| First Author | Yamamoto M | Year | 2006 |
| Journal | J Immunol | Volume | 177 |
| Issue | 11 | Pages | 7520-4 |
| PubMed ID | 17114420 | Mgi Jnum | J:140605 |
| Mgi Id | MGI:3814152 | Doi | 10.4049/jimmunol.177.11.7520 |
| Citation | Yamamoto M, et al. (2006) Cutting Edge: Pivotal function of Ubc13 in thymocyte TCR signaling. J Immunol 177(11):7520-4 |
| abstractText | The Ubc13 E2 ubiquitin-conjugating enzyme is essential for BCR-, TLR-, and IL-1 receptor (IL-1R)-mediated immune responses. Although Ubc13-deficient mice show defects in BCR-, TLR/IL-1R-, or CD40-mediated activation of mitogen-activated protein kinases, the function of Ubc13 in TCR-mediated signaling and responses remains uncertain. To address this, we here generated T cell-specific conditional Ubc13-deficient mice.
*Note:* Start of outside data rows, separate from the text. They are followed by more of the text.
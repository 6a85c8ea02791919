//! Network Module
//!
//! Device connections and command dispatch.
//!
//! ## Model
//! - One blocking connection per request, never shared
//! - Strict request/reply: one command in flight at a time
//! - Every read and write bounded by the configured timeout

mod connection;
mod dispatcher;
mod transport;

pub use connection::{Connection, ConnectionState};
pub use dispatcher::CommandExecutor;
//! Protocol Module
//!
//! Defines the RouterOS API wire protocol.
//!
//! ## Words
//! ```text
//! ┌──────────────┬─────────────────────────────┐
//! │ Len (1..5)   │         Bytes               │
//! └──────────────┴─────────────────────────────┘
//! ```
//!
//! ## Sentences
//! ```text
//! ┌────────┬────────┬─────┬────────┬──────────────┐
//! │ Word 1 │ Word 2 │ ... │ Word n │ 0x00 (end)   │
//! └────────┴────────┴─────┴────────┴──────────────┘
//! ```
//!
//! ### Reply Markers
//! - `!done`: command finished
//! - `!trap`: command failed (`=message=...`)
//! - `!re`: one data row of `=key=value` attributes
//! - `!fatal`: device is closing the connection

mod codec;
mod reply;
mod sentence;

pub use codec::{decode_length, encode_length, put_length, MAX_LENGTH_PREFIX};
pub use reply::{parse_attribute, parse_attributes, reply_message, Attributes, ReplyMarker};
pub use sentence::{encode_sentence, read_sentence, read_word, write_sentence, Sentence, Word};
//! Configuration for device connections
//!
//! Centralized configuration with sensible defaults.

use std::time::Duration;

/// Default port of the plain-text API service
pub const DEFAULT_PORT: u16 = 8728;

/// Default connect/read/write timeout in seconds
pub const DEFAULT_TIMEOUT_SECS: u64 = 5;

/// Maximum accepted word length (16 MB)
pub const DEFAULT_MAX_WORD_LEN: u32 = 16 * 1024 * 1024;

/// Connection settings for one device session
#[derive(Debug, Clone)]
pub struct Config {
    // -------------------------------------------------------------------------
    // Network Configuration
    // -------------------------------------------------------------------------
    /// API service port
    pub port: u16,

    /// Bound on connect and on every individual read/write (seconds)
    pub timeout_secs: u64,

    // -------------------------------------------------------------------------
    // TLS Configuration
    // -------------------------------------------------------------------------
    /// Wrap the socket in TLS (API-SSL service)
    pub tls: bool,

    /// Verify the device certificate against the webpki root store.
    /// Turning this off accepts any certificate.
    pub tls_verify: bool,

    // -------------------------------------------------------------------------
    // Protocol Configuration
    // -------------------------------------------------------------------------
    /// Largest word the reader will allocate for
    pub max_word_len: u32,
}

impl Default for Config {
    fn default() -> Self {
        Self {
            port: DEFAULT_PORT,
            timeout_secs: DEFAULT_TIMEOUT_SECS,
            tls: false,
            tls_verify: true,
            max_word_len: DEFAULT_MAX_WORD_LEN,
        }
    }
}

impl Config {
    /// Create a new config builder
    pub fn builder() -> ConfigBuilder {
        ConfigBuilder::default()
    }

    /// Timeout as a `Duration`; zero is bumped to one second so sockets
    /// never block without a bound
    pub fn timeout(&self) -> Duration {
        Duration::from_secs(self.timeout_secs.max(1))
    }
}

/// Builder for Config
#[derive(Default)]
pub struct ConfigBuilder {
    config: Config,
}

impl ConfigBuilder {
    /// Set the API port
    pub fn port(mut self, port: u16) -> Self {
        self.config.port = port;
        self
    }

    /// Set the connect/read/write timeout (in seconds)
    pub fn timeout_secs(mut self, secs: u64) -> Self {
        self.config.timeout_secs = secs;
        self
    }

    /// Enable or disable TLS
    pub fn tls(mut self, enabled: bool) -> Self {
        self.config.tls = enabled;
        self
    }

    /// Enable or disable certificate verification
    pub fn tls_verify(mut self, verify: bool) -> Self {
        self.config.tls_verify = verify;
        self
    }

    /// Set the maximum word length (in bytes)
    pub fn max_word_len(mut self, len: u32) -> Self {
        self.config.max_word_len = len;
        self
    }

    pub fn build(self) -> Config {
        self.config
    }
}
The frequency of T lymphocytes was severely reduced in spleens from Ubc13-deficient mice. Moreover, Ubc13-deficient thymocytes displayed defective proliferation in response to anti-CD3/CD28 or PMA/ionophore stimulation. Regarding the signal transduction, although NF-kappaB activation was modestly affected, PMA/ionophore-induced activation of Jnk and p38 was profoundly impaired in Ubc13-deficient thymocytes. In addition, PMA/ionophore-mediated ubiquitination of NF-kappaB essential modulator (NEMO)/IkappaB kinase gamma (IKKgamma) and phosphorylation of TGF-beta-activated kinase 1 (TAK1) were nearly abolished in Ubc13-deficient thymocytes. Thus, Ubc13 plays an important role in thymocyte TCR-mediated signaling and immune responses. |